THE PROBLEM – All that is wanted is how many lines in the records below include the string "CompareResponse".

◇ ◇ ◇ ◇ ◇

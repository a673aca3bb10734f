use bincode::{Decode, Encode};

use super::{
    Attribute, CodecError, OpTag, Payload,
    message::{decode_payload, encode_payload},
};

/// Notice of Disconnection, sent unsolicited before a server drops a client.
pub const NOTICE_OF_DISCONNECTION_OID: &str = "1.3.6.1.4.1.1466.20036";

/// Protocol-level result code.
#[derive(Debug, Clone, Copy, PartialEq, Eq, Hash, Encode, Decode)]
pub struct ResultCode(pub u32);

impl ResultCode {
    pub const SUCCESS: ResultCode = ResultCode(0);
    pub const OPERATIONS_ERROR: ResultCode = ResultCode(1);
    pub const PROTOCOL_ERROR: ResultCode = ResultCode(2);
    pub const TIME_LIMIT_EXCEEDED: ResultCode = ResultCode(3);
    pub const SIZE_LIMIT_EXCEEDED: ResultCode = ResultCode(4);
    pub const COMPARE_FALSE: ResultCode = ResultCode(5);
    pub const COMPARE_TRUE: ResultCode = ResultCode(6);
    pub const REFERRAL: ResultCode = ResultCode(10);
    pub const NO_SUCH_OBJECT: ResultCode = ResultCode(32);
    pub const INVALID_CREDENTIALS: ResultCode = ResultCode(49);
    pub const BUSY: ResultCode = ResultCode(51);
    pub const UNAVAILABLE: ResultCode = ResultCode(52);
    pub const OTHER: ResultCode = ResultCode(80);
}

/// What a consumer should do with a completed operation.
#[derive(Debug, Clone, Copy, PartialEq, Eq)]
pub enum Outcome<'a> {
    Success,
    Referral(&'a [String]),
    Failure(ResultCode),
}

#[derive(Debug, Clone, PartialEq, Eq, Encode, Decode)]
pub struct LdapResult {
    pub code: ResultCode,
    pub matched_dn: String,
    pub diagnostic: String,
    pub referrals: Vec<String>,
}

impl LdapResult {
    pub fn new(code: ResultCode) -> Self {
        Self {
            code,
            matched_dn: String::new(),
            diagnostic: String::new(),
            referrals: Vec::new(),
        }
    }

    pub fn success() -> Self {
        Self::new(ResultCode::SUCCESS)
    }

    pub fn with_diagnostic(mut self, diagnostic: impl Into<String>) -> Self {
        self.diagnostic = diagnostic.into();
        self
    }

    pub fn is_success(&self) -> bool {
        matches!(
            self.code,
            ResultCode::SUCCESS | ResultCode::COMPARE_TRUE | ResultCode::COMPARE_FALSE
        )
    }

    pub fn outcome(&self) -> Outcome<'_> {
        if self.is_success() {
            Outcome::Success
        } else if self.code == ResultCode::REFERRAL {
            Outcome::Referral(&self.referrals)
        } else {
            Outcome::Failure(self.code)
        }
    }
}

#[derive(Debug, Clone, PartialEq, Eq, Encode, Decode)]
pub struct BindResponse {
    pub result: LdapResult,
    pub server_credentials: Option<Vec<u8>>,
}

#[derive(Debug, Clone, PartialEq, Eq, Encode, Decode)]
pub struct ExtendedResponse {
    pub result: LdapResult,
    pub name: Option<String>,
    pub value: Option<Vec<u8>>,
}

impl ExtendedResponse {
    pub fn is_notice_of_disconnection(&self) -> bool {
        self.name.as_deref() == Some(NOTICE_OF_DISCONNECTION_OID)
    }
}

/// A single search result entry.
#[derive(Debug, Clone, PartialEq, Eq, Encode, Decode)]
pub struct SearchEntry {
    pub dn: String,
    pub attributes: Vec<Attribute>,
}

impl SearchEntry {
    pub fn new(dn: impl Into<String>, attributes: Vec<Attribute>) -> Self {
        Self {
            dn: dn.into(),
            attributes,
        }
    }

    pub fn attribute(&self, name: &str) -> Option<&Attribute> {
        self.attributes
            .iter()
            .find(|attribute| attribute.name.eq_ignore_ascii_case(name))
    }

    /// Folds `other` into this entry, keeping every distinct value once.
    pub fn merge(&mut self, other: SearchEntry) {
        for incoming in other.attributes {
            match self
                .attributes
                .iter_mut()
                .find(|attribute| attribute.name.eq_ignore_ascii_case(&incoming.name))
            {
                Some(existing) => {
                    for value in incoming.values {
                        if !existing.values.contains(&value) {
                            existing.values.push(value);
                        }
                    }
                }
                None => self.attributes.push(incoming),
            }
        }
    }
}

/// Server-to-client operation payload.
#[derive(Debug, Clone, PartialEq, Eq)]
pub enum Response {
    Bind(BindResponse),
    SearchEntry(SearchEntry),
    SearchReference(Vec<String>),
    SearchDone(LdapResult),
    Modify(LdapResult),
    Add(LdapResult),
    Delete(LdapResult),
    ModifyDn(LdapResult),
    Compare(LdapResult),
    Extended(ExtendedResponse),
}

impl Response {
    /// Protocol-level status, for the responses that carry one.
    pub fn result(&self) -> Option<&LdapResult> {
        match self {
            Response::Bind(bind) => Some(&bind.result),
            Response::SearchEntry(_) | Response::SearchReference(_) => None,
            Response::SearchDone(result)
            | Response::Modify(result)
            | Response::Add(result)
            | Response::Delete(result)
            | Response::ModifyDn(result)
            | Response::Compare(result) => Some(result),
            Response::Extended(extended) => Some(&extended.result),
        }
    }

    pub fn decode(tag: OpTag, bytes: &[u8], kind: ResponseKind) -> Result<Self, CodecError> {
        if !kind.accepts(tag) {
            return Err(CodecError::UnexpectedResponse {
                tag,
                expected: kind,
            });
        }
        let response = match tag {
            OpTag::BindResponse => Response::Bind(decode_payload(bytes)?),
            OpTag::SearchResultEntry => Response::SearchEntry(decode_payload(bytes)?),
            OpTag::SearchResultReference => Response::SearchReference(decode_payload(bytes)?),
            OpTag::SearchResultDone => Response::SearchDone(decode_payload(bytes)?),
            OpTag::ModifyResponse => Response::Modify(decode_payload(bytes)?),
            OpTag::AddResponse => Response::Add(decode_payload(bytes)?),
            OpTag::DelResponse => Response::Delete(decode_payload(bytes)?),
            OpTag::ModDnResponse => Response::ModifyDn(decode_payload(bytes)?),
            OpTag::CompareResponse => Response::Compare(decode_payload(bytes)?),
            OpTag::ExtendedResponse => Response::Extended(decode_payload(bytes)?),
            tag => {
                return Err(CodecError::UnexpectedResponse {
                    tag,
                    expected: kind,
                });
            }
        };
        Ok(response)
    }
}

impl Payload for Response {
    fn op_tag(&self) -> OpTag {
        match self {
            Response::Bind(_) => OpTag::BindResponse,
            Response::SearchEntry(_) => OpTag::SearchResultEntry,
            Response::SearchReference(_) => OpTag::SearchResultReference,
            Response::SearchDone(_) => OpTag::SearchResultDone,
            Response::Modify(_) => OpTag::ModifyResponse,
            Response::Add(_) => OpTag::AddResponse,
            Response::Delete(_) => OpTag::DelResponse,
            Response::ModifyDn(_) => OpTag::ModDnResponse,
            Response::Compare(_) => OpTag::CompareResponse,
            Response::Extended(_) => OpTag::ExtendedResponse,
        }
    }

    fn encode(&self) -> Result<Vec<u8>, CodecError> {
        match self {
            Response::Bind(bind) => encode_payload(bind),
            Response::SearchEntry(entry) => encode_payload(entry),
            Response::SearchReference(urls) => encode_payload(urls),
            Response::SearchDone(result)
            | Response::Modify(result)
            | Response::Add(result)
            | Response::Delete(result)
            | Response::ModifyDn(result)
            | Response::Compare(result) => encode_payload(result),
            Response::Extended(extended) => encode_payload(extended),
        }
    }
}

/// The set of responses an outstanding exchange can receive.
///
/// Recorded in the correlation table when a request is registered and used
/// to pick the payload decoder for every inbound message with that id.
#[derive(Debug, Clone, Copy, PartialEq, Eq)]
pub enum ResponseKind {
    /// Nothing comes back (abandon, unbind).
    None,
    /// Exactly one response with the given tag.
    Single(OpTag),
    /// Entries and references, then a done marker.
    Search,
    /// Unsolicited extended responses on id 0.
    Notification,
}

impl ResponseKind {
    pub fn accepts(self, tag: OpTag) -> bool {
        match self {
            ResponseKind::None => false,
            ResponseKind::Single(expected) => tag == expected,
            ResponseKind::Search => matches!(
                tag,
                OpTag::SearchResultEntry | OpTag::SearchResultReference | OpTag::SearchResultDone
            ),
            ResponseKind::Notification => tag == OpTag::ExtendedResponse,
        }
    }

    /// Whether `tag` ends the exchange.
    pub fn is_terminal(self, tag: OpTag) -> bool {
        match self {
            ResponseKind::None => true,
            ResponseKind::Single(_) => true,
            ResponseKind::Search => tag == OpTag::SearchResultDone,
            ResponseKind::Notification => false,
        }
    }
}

◇ ◇ ◇ ◇ ◇

ANSWER FOR THIS EXERCISE – 2